* Provided records:
* * *

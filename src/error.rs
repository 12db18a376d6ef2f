//! # Error Handling
//!
//! This module provides unified error handling for the Beam Analytics API,
//! implementing a consistent problem+json response format with trace ID propagation.

use axum::{
    extract::rejection::JsonRejection,
    http::{HeaderMap, HeaderValue, StatusCode},
    response::{IntoResponse, Response},
};
use serde::{Deserialize, Serialize};
use serde_json::json;
use thiserror::Error;
use utoipa::ToSchema;

use crate::telemetry;

/// Longest upstream response body echoed back to clients, in characters.
pub const UPSTREAM_BODY_LIMIT: usize = 500;

/// Unified API error response structure
#[derive(Debug, Clone, Serialize, ToSchema)]
pub struct ApiError {
    /// HTTP status code for the response
    #[serde(skip_serializing, skip_deserializing)]
    #[schema(ignore)]
    pub status: StatusCode,
    /// Error code for programmatic handling
    #[schema(value_type = String)]
    pub code: Box<str>,
    /// Human-readable error message
    #[schema(value_type = String)]
    pub message: Box<str>,
    /// Additional error details (optional)
    #[serde(skip_serializing_if = "Option::is_none")]
    #[schema(value_type = Option<Object>)]
    pub details: Option<Box<serde_json::Value>>,
    /// Suggested retry delay in seconds (optional)
    pub retry_after: Option<u64>,
    /// Correlation trace ID for debugging (optional)
    #[serde(skip_serializing_if = "Option::is_none")]
    #[schema(value_type = Option<String>)]
    pub trace_id: Option<Box<str>>,
}

impl ApiError {
    /// Create a new API error with the given status code and message
    pub fn new(status: StatusCode, code: impl Into<String>, message: impl Into<String>) -> Self {
        Self {
            status,
            code: code.into().into_boxed_str(),
            message: message.into().into_boxed_str(),
            details: None,
            retry_after: None,
            trace_id: Self::current_trace_id(),
        }
    }

    /// Add details to the error
    pub fn with_details<V: Into<serde_json::Value>>(mut self, details: V) -> Self {
        self.details = Some(Box::new(details.into()));
        self
    }

    /// Extract current trace ID from the request scope (falls back to generated correlation ID)
    fn current_trace_id() -> Option<Box<str>> {
        telemetry::current_trace_id()
            .map(|trace_id| trace_id.into_boxed_str())
            .or_else(|| {
                Some(format!("corr-{}", &uuid::Uuid::new_v4().to_string()[..8]).into_boxed_str())
            })
    }
}

/// Returns true when the database rejected a write because of a unique index.
pub fn is_unique_violation(error: &sea_orm::DbErr) -> bool {
    use sea_orm::RuntimeErr;

    const PG_UNIQUE: &str = "23505";
    const SQLITE_DUPLICATE_CODES: &[&str] = &["1555", "2067"];

    let runtime_err = match error {
        sea_orm::DbErr::Query(RuntimeErr::SqlxError(sqlx_err))
        | sea_orm::DbErr::Exec(RuntimeErr::SqlxError(sqlx_err)) => sqlx_err,
        _ => return false,
    };

    let Some(db_error) = runtime_err.as_database_error() else {
        return false;
    };

    if db_error.is_unique_violation() {
        return true;
    }

    db_error
        .code()
        .is_some_and(|code| code == PG_UNIQUE || SQLITE_DUPLICATE_CODES.contains(&code.as_ref()))
}

/// Upstream webhook failure information carried in `details`.
#[derive(Debug, Clone, Serialize, Deserialize, ToSchema)]
pub struct UpstreamError {
    /// Short reason, e.g. "webhook rejected"
    pub error: String,
    /// HTTP status code from upstream, absent when no response was received
    pub webhook_status: Option<u16>,
    /// Response body from upstream, truncated
    pub body: String,
}

/// Errors surfaced by the repository layer.
#[derive(Debug, Error)]
pub enum RepositoryError {
    #[error("{0}")]
    NotFound(String),
    #[error("{0}")]
    Validation(String),
    #[error("{0}")]
    Conflict(String),
    #[error("database error: {0}")]
    Database(#[from] sea_orm::DbErr),
}

impl RepositoryError {
    /// Wrap a database error, classifying unique violations as conflicts.
    pub fn database_error(error: sea_orm::DbErr) -> Self {
        if is_unique_violation(&error) {
            return RepositoryError::Conflict("Resource already exists".to_string());
        }
        RepositoryError::Database(error)
    }

    pub fn validation_error(message: &str) -> Self {
        RepositoryError::Validation(message.to_string())
    }
}

impl IntoResponse for ApiError {
    fn into_response(self) -> Response {
        let mut headers = HeaderMap::new();
        headers.insert(
            "content-type",
            HeaderValue::from_static("application/problem+json"),
        );

        (self.status, headers, axum::Json(self)).into_response()
    }
}

// Error mappers for common sources

impl From<JsonRejection> for ApiError {
    fn from(rejection: JsonRejection) -> Self {
        let message = match rejection {
            JsonRejection::JsonDataError(err) => format!("Invalid JSON: {}", err),
            JsonRejection::JsonSyntaxError(err) => format!("JSON syntax error: {}", err),
            JsonRejection::MissingJsonContentType(_) => {
                "Missing 'Content-Type: application/json' header".to_string()
            }
            _ => "Invalid request body".to_string(),
        };

        Self::new(StatusCode::BAD_REQUEST, "VALIDATION_FAILED", message)
    }
}

impl From<sea_orm::DbErr> for ApiError {
    fn from(error: sea_orm::DbErr) -> Self {
        if is_unique_violation(&error) {
            tracing::debug!(?error, "Unique constraint violation detected");
            return Self::new(StatusCode::CONFLICT, "CONFLICT", "Resource already exists");
        }

        match error {
            sea_orm::DbErr::RecordNotFound(record) => Self::new(
                StatusCode::NOT_FOUND,
                "NOT_FOUND",
                format!("Record not found: {}", record),
            ),
            sea_orm::DbErr::Conn(connection_err) => {
                tracing::error!("Database connection error: {:?}", connection_err);
                Self::new(
                    StatusCode::SERVICE_UNAVAILABLE,
                    "SERVICE_UNAVAILABLE",
                    "Database service unavailable",
                )
            }
            other => {
                tracing::error!("Database error: {:?}", other);
                internal_error("Database error occurred")
            }
        }
    }
}

impl From<RepositoryError> for ApiError {
    fn from(error: RepositoryError) -> Self {
        match error {
            RepositoryError::NotFound(message) => not_found(&message),
            RepositoryError::Validation(message) => bad_request(&message),
            RepositoryError::Conflict(message) => {
                ApiError::new(StatusCode::CONFLICT, "CONFLICT", message)
            }
            RepositoryError::Database(db_err) => db_err.into(),
        }
    }
}

/// Truncate an upstream body to [`UPSTREAM_BODY_LIMIT`] characters.
pub fn truncate_body(body: &str) -> String {
    body.chars().take(UPSTREAM_BODY_LIMIT).collect()
}

/// Create an upstream (webhook) error (502)
pub fn upstream_error(reason: &str, webhook_status: Option<u16>, body: &str) -> ApiError {
    let details = UpstreamError {
        error: reason.to_string(),
        webhook_status,
        body: truncate_body(body),
    };

    ApiError::new(StatusCode::BAD_GATEWAY, "UPSTREAM_ERROR", reason).with_details(json!(details))
}

/// Create a bad request error (400)
pub fn bad_request(message: &str) -> ApiError {
    ApiError::new(StatusCode::BAD_REQUEST, "VALIDATION_FAILED", message)
}

/// Create an unauthorized error (401)
pub fn unauthorized(message: Option<&str>) -> ApiError {
    let msg = message.unwrap_or("Authentication required");
    ApiError::new(StatusCode::UNAUTHORIZED, "UNAUTHORIZED", msg)
}

/// Create a payment required error (402), used for expired trials
pub fn payment_required(message: &str) -> ApiError {
    ApiError::new(StatusCode::PAYMENT_REQUIRED, "TRIAL_EXPIRED", message)
}

/// Create a forbidden error (403)
pub fn forbidden(message: Option<&str>) -> ApiError {
    let msg = message.unwrap_or("Insufficient permissions");
    ApiError::new(StatusCode::FORBIDDEN, "FORBIDDEN", msg)
}

/// Create a not found error (404)
pub fn not_found(message: &str) -> ApiError {
    ApiError::new(StatusCode::NOT_FOUND, "NOT_FOUND", message)
}

/// Create an internal error (500) with a client-safe message
pub fn internal_error(message: &str) -> ApiError {
    ApiError::new(
        StatusCode::INTERNAL_SERVER_ERROR,
        "INTERNAL_SERVER_ERROR",
        message,
    )
}
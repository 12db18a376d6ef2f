//! # Beam Analytics Library
//!
//! Multi-tenant backend for uploading spreadsheets and computing descriptive
//! analytics over them: authentication, tenant-scoped file storage, the
//! insights pipeline, AI summaries and the direct-upload ingest surface.

pub mod auth;
pub mod config;
pub mod db;
pub mod error;
pub mod handlers;
pub mod insights;
pub mod models;
pub mod password;
pub mod repositories;
pub mod server;
pub mod storage;
pub mod summary;
pub mod telemetry;
pub mod tokens;
pub mod webhook;
pub use migration;
//! Upload, listing, tenant scoping and download through the HTTP API.

#[path = "test_utils/mod.rs"]
mod test_utils;

use std::sync::Arc;

use axum::http::{StatusCode, header};
use beam_analytics::storage::MemoryBlobStore;
use test_utils::{SALES_CSV, TestApp, get_request, test_config, upload_request};

const CSV: &str = "text/csv";

#[tokio::test]
async fn test_upload_then_list_and_get() {
    let app = TestApp::new().await.unwrap();
    let token = app.register("owner@example.com", "Acme").await;

    let (status, body) = app
        .send(upload_request(&token, "sales.csv", CSV, SALES_CSV.as_bytes()))
        .await;
    assert_eq!(status, StatusCode::OK);
    assert_eq!(body["original_name"], "sales.csv");
    assert_eq!(body["size_bytes"], SALES_CSV.len());
    let file_id = body["id"].as_str().unwrap().to_string();
    assert_eq!(app.store.len().await, 1);

    for uri in ["/api/files", "/api/files/"] {
        let (status, body) = app.send(get_request(uri, Some(&token))).await;
        assert_eq!(status, StatusCode::OK);
        let files = body.as_array().unwrap();
        assert_eq!(files.len(), 1);
        assert_eq!(files[0]["id"], file_id.as_str());
    }

    let (status, body) = app
        .send(get_request(&format!("/api/files/{file_id}"), Some(&token)))
        .await;
    assert_eq!(status, StatusCode::OK);
    assert_eq!(body["id"], file_id.as_str());
}

#[tokio::test]
async fn test_files_are_scoped_to_tenant() {
    let app = TestApp::new().await.unwrap();
    let owner = app.register("owner@example.com", "Acme").await;
    let other = app.register("someone@example.com", "Globex").await;
    let file_id = app.upload(&owner, "sales.csv", CSV, SALES_CSV.as_bytes()).await;

    let (status, body) = app.send(get_request("/api/files", Some(&other))).await;
    assert_eq!(status, StatusCode::OK);
    assert!(body.as_array().unwrap().is_empty());

    for uri in [
        format!("/api/files/{file_id}"),
        format!("/api/files/{file_id}/download"),
    ] {
        let (status, _) = app.send(get_request(&uri, Some(&other))).await;
        assert_eq!(status, StatusCode::NOT_FOUND, "{uri}");
    }
}

#[tokio::test]
async fn test_malformed_file_id_is_not_found() {
    let app = TestApp::new().await.unwrap();
    let token = app.register("owner@example.com", "Acme").await;

    let (status, _) = app
        .send(get_request("/api/files/not-a-uuid", Some(&token)))
        .await;

    assert_eq!(status, StatusCode::NOT_FOUND);
}

#[tokio::test]
async fn test_download_returns_original_bytes() {
    let app = TestApp::new().await.unwrap();
    let token = app.register("owner@example.com", "Acme").await;
    let file_id = app
        .upload(&token, "Q1 sales.csv", CSV, SALES_CSV.as_bytes())
        .await;

    let response = app
        .send_raw(get_request(
            &format!("/api/files/{file_id}/download"),
            Some(&token),
        ))
        .await;

    assert_eq!(response.status(), StatusCode::OK);
    assert_eq!(response.headers()[header::CONTENT_TYPE], CSV);
    let disposition = response.headers()[header::CONTENT_DISPOSITION]
        .to_str()
        .unwrap()
        .to_string();
    assert!(disposition.starts_with("attachment; filename=\"Q1 sales.csv\""));
    assert!(disposition.contains("filename*=UTF-8''Q1%20sales.csv"));

    let bytes = axum::body::to_bytes(response.into_body(), usize::MAX)
        .await
        .unwrap();
    assert_eq!(&bytes[..], SALES_CSV.as_bytes());
}

#[tokio::test]
async fn test_upload_rejects_unsupported_type() {
    let app = TestApp::new().await.unwrap();
    let token = app.register("owner@example.com", "Acme").await;

    let (status, body) = app
        .send(upload_request(&token, "notes.txt", "text/plain", b"hello"))
        .await;

    assert_eq!(status, StatusCode::BAD_REQUEST);
    assert_eq!(body["message"], "Unsupported file type");
    assert_eq!(app.store.call_count(), 0);
}

#[tokio::test]
async fn test_upload_rejects_oversized_file() {
    let mut config = test_config();
    config.max_upload_bytes = 16;
    let app = TestApp::with_config(config).await.unwrap();
    let token = app.register("owner@example.com", "Acme").await;

    let (status, body) = app
        .send(upload_request(&token, "sales.csv", CSV, SALES_CSV.as_bytes()))
        .await;

    assert_eq!(status, StatusCode::BAD_REQUEST);
    assert_eq!(body["message"], "File too large");
    assert_eq!(app.store.call_count(), 0);
}

#[tokio::test]
async fn test_upload_without_storage_fails() {
    let app = TestApp::new().await.unwrap().without_storage();
    let token = app.register("owner@example.com", "Acme").await;

    let (status, body) = app
        .send(upload_request(&token, "sales.csv", CSV, SALES_CSV.as_bytes()))
        .await;

    assert_eq!(status, StatusCode::INTERNAL_SERVER_ERROR);
    assert_eq!(body["message"], "Storage not configured");
}

#[tokio::test]
async fn test_download_with_missing_blob_fails() {
    let mut app = TestApp::new().await.unwrap();
    let token = app.register("owner@example.com", "Acme").await;
    let file_id = app.upload(&token, "sales.csv", CSV, SALES_CSV.as_bytes()).await;

    // Metadata survives while the object store has lost the bytes
    app.state.storage = Some(Arc::new(MemoryBlobStore::new()));

    let (status, body) = app
        .send(get_request(
            &format!("/api/files/{file_id}/download"),
            Some(&token),
        ))
        .await;

    assert_eq!(status, StatusCode::INTERNAL_SERVER_ERROR);
    assert_eq!(body["message"], "Blob load failed");
}
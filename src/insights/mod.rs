//! # Insights Pipeline
//!
//! load → clean → filter → describe → chart. Everything here is pure and
//! synchronous; handlers run it on the blocking pool.

use std::collections::BTreeMap;

use serde::Serialize;
use serde_json::{Map, Value};
use utoipa::ToSchema;

pub mod charts;
pub mod clean;
pub mod filters;
pub mod json;
pub mod kpis;
pub mod loader;
pub mod stats;
pub mod table;

pub use charts::Chart;
pub use json::sanitize_json;
pub use loader::LoadError;
pub use stats::ColumnSummary;
pub use table::{ColumnData, RawTable, Table};

/// Analytics for one (optionally filtered) table.
#[derive(Debug, Clone, Serialize, ToSchema)]
pub struct InsightsReport {
    #[schema(value_type = Object)]
    pub kpis: Map<String, Value>,
    pub statistics: Vec<ColumnSummary>,
    pub charts: BTreeMap<String, Chart>,
    /// Filter dropdown options, computed after filtering
    #[schema(value_type = Object)]
    pub filters: Map<String, Value>,
}

/// Decode, clean and type a stored file.
pub fn load_clean_table(blob_path: &str, data: &[u8]) -> Result<Table, LoadError> {
    let raw = loader::load_table(blob_path, data)?;
    Ok(Table::from_raw(clean::clean_table(raw)))
}

/// Apply `filters` and compute the full report.
pub fn generate_insights(table: &Table, filters: &Map<String, Value>) -> InsightsReport {
    let filtered = filters::apply_filters(table, filters);

    InsightsReport {
        kpis: kpis::compute_kpis(&filtered),
        statistics: stats::describe(&filtered),
        charts: charts::build_charts(&filtered),
        filters: filters::filter_options(&filtered),
    }
}
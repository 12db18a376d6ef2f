//! Migration to create the tenants table.
//!
//! Tenants are the isolation boundary: every user and file row hangs off one.

use sea_orm_migration::prelude::*;

#[derive(DeriveMigrationName)]
pub struct Migration;

#[async_trait::async_trait]
impl MigrationTrait for Migration {
    async fn up(&self, manager: &SchemaManager) -> Result<(), DbErr> {
        manager
            .create_table(
                Table::create()
                    .table(Tenants::Table)
                    .if_not_exists()
                    .col(ColumnDef::new(Tenants::Id).uuid().not_null().primary_key())
                    .col(ColumnDef::new(Tenants::Name).string_len(200).not_null())
                    .col(
                        ColumnDef::new(Tenants::Slug)
                            .string_len(200)
                            .not_null()
                            .unique_key(),
                    )
                    .col(
                        ColumnDef::new(Tenants::Plan)
                            .string_len(20)
                            .not_null()
                            .default("demo"),
                    )
                    .col(
                        ColumnDef::new(Tenants::TrialEndsAt)
                            .timestamp_with_time_zone()
                            .null(),
                    )
                    .col(
                        ColumnDef::new(Tenants::IsActive)
                            .boolean()
                            .not_null()
                            .default(true),
                    )
                    .col(
                        ColumnDef::new(Tenants::CreatedAt)
                            .timestamp_with_time_zone()
                            .not_null()
                            .default(Expr::current_timestamp()),
                    )
                    .to_owned(),
            )
            .await
    }

    async fn down(&self, manager: &SchemaManager) -> Result<(), DbErr> {
        manager
            .drop_table(Table::drop().table(Tenants::Table).to_owned())
            .await
    }
}

#[derive(DeriveIden)]
enum Tenants {
    Table,
    Id,
    Name,
    Slug,
    Plan,
    TrialEndsAt,
    IsActive,
    CreatedAt,
}
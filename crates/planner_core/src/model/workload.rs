use serde::{Deserialize, Serialize};
use time::Date;

#[derive(Debug, Clone, PartialEq, Serialize, Deserialize)]
pub struct Consultant {
    pub id: String,
    pub name: String,
    pub weekly_hours: f64,
    #[serde(default)]
    pub specialization: Option<String>,
}

#[derive(Debug, Clone, PartialEq, Serialize, Deserialize)]
pub struct TimeEntry {
    #[serde(default)]
    pub id: Option<String>,
    #[serde(default)]
    pub task_id: Option<String>,
    pub consultant_id: String,
    pub hours: f64,
    pub work_date: Date,
    #[serde(default)]
    pub description: Option<String>,
}

/// Hours committed by one consultant in the ISO week starting on `week_start`.
#[derive(Debug, Clone, PartialEq, Serialize, Deserialize)]
pub struct WorkloadRecord {
    pub consultant_id: String,
    pub week_start: Date,
    pub total_hours: f64,
}

#[derive(Debug, Clone, Copy, PartialEq, Eq, PartialOrd, Ord, Hash, Serialize, Deserialize)]
#[serde(rename_all = "snake_case")]
pub enum LoadLevel {
    Low,
    Normal,
    High,
    Overloaded,
}

impl LoadLevel {
    pub fn as_str(&self) -> &'static str {
        match self {
            Self::Low => "low",
            Self::Normal => "normal",
            Self::High => "high",
            Self::Overloaded => "overloaded",
        }
    }
}
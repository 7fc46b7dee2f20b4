use std::process::Command;

#[test]
fn cli_smoke_help() {
    let exe = env!("CARGO_BIN_EXE_planner");
    let output = Command::new(exe)
        .arg("--help")
        .output()
        .expect("failed to run planner --help");

    assert!(output.status.success());
    let stdout = String::from_utf8_lossy(&output.stdout);
    assert!(stdout.contains("workload"));
    assert!(stdout.contains("timeline"));
}

#[test]
fn cli_reports_unknown_subcommand() {
    let exe = env!("CARGO_BIN_EXE_planner");
    let output = Command::new(exe)
        .arg("bogus")
        .output()
        .expect("failed to run planner bogus");

    assert!(!output.status.success());
    let stderr = String::from_utf8_lossy(&output.stderr);
    assert!(stderr.starts_with("ERROR: invalid_input"));
}
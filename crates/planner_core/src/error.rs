use thiserror::Error;

#[derive(Debug, Clone, PartialEq, Eq, Error)]
pub enum AppError {
    #[error("invalid_input - {0}")]
    InvalidInput(String),
    #[error("invalid_data - {0}")]
    InvalidData(String),
    #[error("io_error - {0}")]
    Io(String),
    /// A time entry or capacity the workload aggregator cannot sum.
    #[error("invalid_entry - {0}")]
    InvalidEntry(String),
    /// A task template whose day range is inverted or unrepresentable.
    #[error("invalid_template - {0}")]
    InvalidTemplate(String),
}

impl AppError {
    pub fn invalid_input<M: Into<String>>(message: M) -> Self {
        Self::InvalidInput(message.into())
    }

    pub fn invalid_data<M: Into<String>>(message: M) -> Self {
        Self::InvalidData(message.into())
    }

    pub fn io<M: Into<String>>(message: M) -> Self {
        Self::Io(message.into())
    }

    pub fn invalid_entry<M: Into<String>>(message: M) -> Self {
        Self::InvalidEntry(message.into())
    }

    pub fn invalid_template<M: Into<String>>(message: M) -> Self {
        Self::InvalidTemplate(message.into())
    }

    pub fn code(&self) -> &'static str {
        match self {
            Self::InvalidInput(_) => "invalid_input",
            Self::InvalidData(_) => "invalid_data",
            Self::Io(_) => "io_error",
            Self::InvalidEntry(_) => "invalid_entry",
            Self::InvalidTemplate(_) => "invalid_template",
        }
    }

    pub fn message(&self) -> &str {
        match self {
            Self::InvalidInput(message)
            | Self::InvalidData(message)
            | Self::Io(message)
            | Self::InvalidEntry(message)
            | Self::InvalidTemplate(message) => message,
        }
    }
}

impl From<std::io::Error> for AppError {
    fn from(err: std::io::Error) -> Self {
        Self::io(err.to_string())
    }
}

* * *

Looking at the data above, count every line holding the word "Result" and state only the count.

3